For the data below, please report each line where the word "Deserialize" is found.

EXTRACTED MATERIAL:
========================================

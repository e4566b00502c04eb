use serde::{Deserialize, Serialize};

/// Events that drive runner status transitions.
#[derive(Debug, Clone, PartialEq, Serialize, Deserialize)]
#[serde(rename_all = "snake_case")]
pub enum RunnerEvent {
    /// Workload submitted to the executor
    Submit,
    /// Executor accepted the workload into its queue
    Enqueue,
    /// Deploy path moved past manifest preparation
    Progress,
    Succeed,
    Fail(String),
    /// Operator abort (force)
    Abort,
    /// Operator cancellation
    Cancel,
    TimeOut,
    /// A newer trigger on the same pipeline overrode this runner
    Supersede,
}

#[cfg(test)]
mod tests {
    use super::*;

    #[test]
    fn test_event_serde() {
        let event = RunnerEvent::Fail("submit refused".to_string());
        let json = serde_json::to_string(&event).unwrap();
        let parsed: RunnerEvent = serde_json::from_str(&json).unwrap();
        assert_eq!(parsed, event);
    }
}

========================================

RESPONSE BOX:
use serde::{Deserialize, Serialize};
#[derive(Debug, Clone, PartialEq, Serialize, Deserialize)]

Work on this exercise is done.